I sometimes walk in this garden with the scholars and the bonnes, of a morning, but it is disagreeable; it is not yet aired, and has a stale stupefactive smell from the preceding night’s banquet. It is by degrees ventilated, and life begins to flow into it about ten. Then the readers of news begin to gravitate around Monsieur Perussault’s pavilion. There is a dial here which announces, with a loud detonation, twelve; and as the important hour approaches, every one having a watch takes it out, and looks up with compressed lips, and waits in uno obtutu until Apollo has fired off his cannon; then quick he twirls about the hands, and replaces it complacently in his fob, and walks away very happy to have the official hour in his pocket. You will see also a few badauds, who always arrive just afterwards, and stand the same way, looking up for half an hour or so, till informed that the time has already gone off.

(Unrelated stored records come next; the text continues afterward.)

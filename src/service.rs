//! Multi-currency rate service
//!
//! Runs one backward scan per configured currency, all sharing a single rate
//! source, and merges the per-currency series into one date-ordered report.
//!
//! # Example
//!
//! ```rust,no_run
//! use nbp_rates::{RateService, ServiceConfig};
//!
//! # async fn run() -> nbp_rates::Result<()> {
//! let service = RateService::new(ServiceConfig::default())?;
//! let report = service.get_rates_for_last_days(10).await?;
//! println!("{}", serde_json::to_string_pretty(&report)?);
//! # Ok(())
//! # }
//! ```

use crate::config::ServiceConfig;
use crate::error::Result;
use crate::fetcher::RateFetcher;
use crate::source::{NbpClient, RateSource};
use crate::types::{CombinedReport, CurrencySeries, DailyReport};
use chrono::{Days, Local, NaiveDate};
use futures::future::join_all;
use std::collections::BTreeSet;

/// Collects rates for the configured currencies over recent calendar days
#[derive(Debug, Clone)]
pub struct RateService {
    config: ServiceConfig,
}

impl RateService {
    /// Create a service; fails if the configuration is invalid
    pub fn new(config: ServiceConfig) -> Result<Self> {
        config.validate()?;
        Ok(Self { config })
    }

    pub fn config(&self) -> &ServiceConfig {
        &self.config
    }

    /// Rates for the last `days` calendar days, counting back from today's local date.
    ///
    /// Opens one HTTP client for the duration of the call. Failing to build it
    /// is the only error; failed lookups just leave dates out of the report.
    pub async fn get_rates_for_last_days(&self, days: usize) -> Result<CombinedReport> {
        let today = Local::now().date_naive();
        let client = NbpClient::new(&self.config)?;

        let report = self
            .get_rates_for_last_days_from(&client, today, days)
            .await;

        Ok(report)
    }

    /// Same as [`get_rates_for_last_days`](Self::get_rates_for_last_days) over any
    /// source, with an explicit "today".
    ///
    /// `days == 0` yields an empty report without issuing a lookup.
    pub async fn get_rates_for_last_days_from<S: RateSource>(
        &self,
        source: &S,
        today: NaiveDate,
        days: usize,
    ) -> CombinedReport {
        if days == 0 {
            return CombinedReport::default();
        }

        log::info!(
            "Collecting {} day(s) of rates for {} currencies from {}",
            days,
            self.config.currencies.len(),
            source.name()
        );

        let scans = self.config.currencies.iter().map(|&currency| {
            collect_series(
                RateFetcher::new(source, currency),
                today,
                days,
                self.config.slack_days,
            )
        });
        let series = join_all(scans).await;

        combine_series(&series, days)
    }
}

/// Walk backward from `today` one day at a time until `days` rates are found
/// or `days + slack` dates have been tried.
pub async fn collect_series<S: RateSource>(
    fetcher: RateFetcher<'_, S>,
    today: NaiveDate,
    days: usize,
    slack: usize,
) -> CurrencySeries {
    let mut series = CurrencySeries::new(fetcher.currency());
    let max_offset = days.saturating_add(slack);
    let mut offset = 0;

    while series.len() < days && offset < max_offset {
        let Some(date) = today.checked_sub_days(Days::new(offset as u64)) else {
            break;
        };

        if let Some(rate) = fetcher.fetch_rate(date).await {
            series.insert(date, rate);
        }
        offset += 1;
    }

    if series.len() < days {
        log::info!(
            "{}: lookback window of {} days exhausted with {}/{} rates",
            fetcher.currency(),
            max_offset,
            series.len(),
            days
        );
    } else {
        log::info!(
            "{}: collected {} rates in {} lookups",
            fetcher.currency(),
            series.len(),
            offset
        );
    }

    series
}

/// Merge per-currency series into the oldest `days` dates seen in any of them.
///
/// Each day lists the currencies that have a rate for it, in the order of `series`.
pub fn combine_series(series: &[CurrencySeries], days: usize) -> CombinedReport {
    let dates: BTreeSet<NaiveDate> = series.iter().flat_map(|s| s.dates()).collect();

    let reports = dates
        .into_iter()
        .take(days)
        .map(|date| DailyReport {
            date,
            rates: series
                .iter()
                .filter_map(|s| s.get(date).map(|rate| (s.currency(), *rate)))
                .collect(),
        })
        .collect();

    CombinedReport::from_sorted(reports)
}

It is of a hot summer evening, that this garden is unrivalled in beauty. You swim in a glare of light; the gas flashes from under the arcades; lamps innumerable shine through the interior and look down from five hundred windows above. It is not night, it is “but the daylight sick.” It is haunted by its company, and is full of life to the latest hours, and revelry holds her gambols here, when Paris everywhere over the immense city is lulled into its midnight slumbers. When summer has turned round upon its axis, and the first chills of autumn frighten joy from her court, she retires then to her last hold, the “Galerie d’Orleans.” This delightful promenade extends across the south end of the garden; it is three hundred feet long by thirty wide; its roof is of glass and its pavement of tesselated marble; it is bounded on both sides by stores, and cafés, and reading rooms, eighteen feet square, renting annually at four thousand francs each. It is kept warm enough for its company in winter, and is a fashionable resort during that season. It is a pleasant walk also in the twilight of a summer evening.

I know an ex-professor, by dining with him at the same ordinary, and we walk often under the crystal vaults of this gallery, and reason whole evenings away—now we stop, and then walk on, and then take snuff, and then make a whole round arm in arm, in great gravity and silence; at other times, being seated at a marble table, we calmly unfold the intricate mazes of the human mind and systems of human policy; and then we take coffee, with a little glass of quirsh. Last night we reasoned warmly upon the nature of slavery till I got mad, and whilst I sipped and read the newspaper, he amused himself with a drawing (for he is skilled in this art), which he presented me. It was a Liberty, of a healthy and robust complexion, her foot upon a negro slave. The negro sympathies have waxed very warm in this country.

Four of the houses just over us are consecrated to gambling. They are frequented, however, by rather the lower class and rabble of the profession. They who have some regard to reputation go to Frascati’s, to the Rue Richelieu; the more select to the “Cercle,” or to the “Club Anglais” upon the Boulevard, and the Rue de Grammont; and the “Jockey Club” receives the dandies and flash gentlemen of the turf. The three last are of English origin, and the “Club Anglais” is in the best English style. It receives only the high functionaries of the state, princes of the blood, ambassadors, and other eminent persons, and even these are not admitted to pick one another’s pockets here, unless known to be of good moral character. Games of hazard are prohibited, and the bets correspondent to the dignity of the company. The “Cercle,” also, is frequented by the upper sort of folk; it is très distingué; and the eating and service are of no common rate.